Réflexe instinctif lié à la formation d’habitudes après plus d’une décennie de politiques monétaires accommodantes ou vrai tournant sur les marchés? Ce n’est pas la première fois que cette configuration de marché haussière se met en place cette année. Au cours de l’été dernier, les actions et les obligations avaient aussi été portées par les mêmes espoirs. Ce rebond avait pris fin autour de la conférence de Jackson Hole fin août, lorsque la Réserve Fédérale a sifflé la fin de partie.

Les choses sont-elles différentes aujourd’hui? Le rebond actuel est-il pérenne? La seule différence par rapport à l’été dernier est que de l’eau a coulé sous les ponts. En effet, les mêmes problématiques géopolitiques perdurent, les mêmes incertitudes sur la capacité de l’économie à encaisser le choc de taux subsistent, et l’inflation reste proche des plus hauts de l’été dernier, voire plus haut en zone euro.

Les tensions sur les chaînes d’approvisionnement ont diminué, tel que l’illustrent les prix à la production qui sont désormais mieux orientés.

Cela peut sembler étrange mais le fait que de l’eau ait coulé sous les ponts n’est pas anodin dans les circonstances actuelles. En effet, on s’approche désormais de la fin du cycle de resserrement monétaire, qui devrait s’achever au T1-2023 en zone euro et aux Etats-Unis. Aussi, les Européens ont eu le temps de mettre en place des mesures de contingence pour faire face à la crise énergétique et reconstituer leurs stocks de gaz naturel. Enfin, ces derniers mois ont aussi permis de progresser dans le rééquilibrage de l’offre et de la demande agrégée au niveau mondial. Les tensions sur les chaînes d’approvisionnement ont diminué, tel que l’illustrent les prix à la production qui sont désormais mieux orientés. La diminution des délais et du coût du fret maritime y contribue également. Le contre-choc Covid qui a exercé une pression haussière sur les prix est en train de se dissiper au fil du temps, alors que la Chine commence à alléger les contraintes sanitaires associées à sa politique zéro Covid.
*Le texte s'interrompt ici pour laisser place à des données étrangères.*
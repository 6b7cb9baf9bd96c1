//! Pomona DB - PostgreSQL stores for harvested records and jobs
//!
//! This crate provides the repository implementations of the store traits
//! defined in `pomona_core::traits`.
//!
//! # Overview
//!
//! The main components are:
//! - [`RecordRepository`] - Dataset records keyed by `(source, remote_id)`
//! - [`JobRepository`] - Harvest jobs with their items and errors as JSONB
//! - [`ensure_schema`] - Idempotent table creation

mod job_repository;
mod repository;
mod schema;

pub use job_repository::JobRepository;
pub use repository::RecordRepository;
pub use schema::{SCHEMA, ensure_schema};
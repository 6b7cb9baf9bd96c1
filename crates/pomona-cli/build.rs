use vergen_git2::{BuildBuilder, CargoBuilder, Emitter, Git2Builder, RustcBuilder};

fn main() -> Result<(), Box<dyn std::error::Error>> {
    let git2 = Git2Builder::default().sha(true).build()?;
    let build = BuildBuilder::default().build_date(true).build()?;
    let cargo = CargoBuilder::default().target_triple(true).build()?;
    let rustc = RustcBuilder::default().semver(true).build()?;

    // Exposed to the crate as VERGEN_* compile-time env vars
    Emitter::default()
        .add_instructions(&build)?
        .add_instructions(&cargo)?
        .add_instructions(&git2)?
        .add_instructions(&rustc)?
        .emit()?;

    Ok(())
}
A l’approche de l’année 2023, les perspectives sont donc différentes qu’à l’été dernier. Quelles en sont les implications de marché? Nous pensons que l’écartement des primes de risque auquel on a assisté au cours des derniers trimestres devient une opportunité. L’année 2022 a été marquée par une inversion notable du couple rendement risque. La théorie financière et la performance des marchés sur longue période montrent que la prise de risque est évidemment rémunérée. Ce n’était pas le cas cette année et c’est anormal. Cette situation devrait se normaliser l’année prochaine. Nous avons commencé à nous positionner sur ce sujet fin septembre dernier, en repondérant les actions européennes et certains des secteurs les plus cycliques qui avaient fortement corrigé.

En conclusion, et c’est le corollaire du point précédent, des inversions de tendance lourdes se profilent et les investisseurs doivent s’y préparer. Au sein des actions, la sous performance des primes de risque croissance et qualité devrait s’inverser. Sur le marché des devises, nous pensons que le dollar suivra une tendance baissière en 2023, ce qui aura des conséquences positives sur d’autres classes d’actifs comme la dette émergente. Enfin, sur les marchés obligataires, la prime de risque de duration et le crédit investment grade présentent un couple rendement – risque attractif après leur sous performance cette année.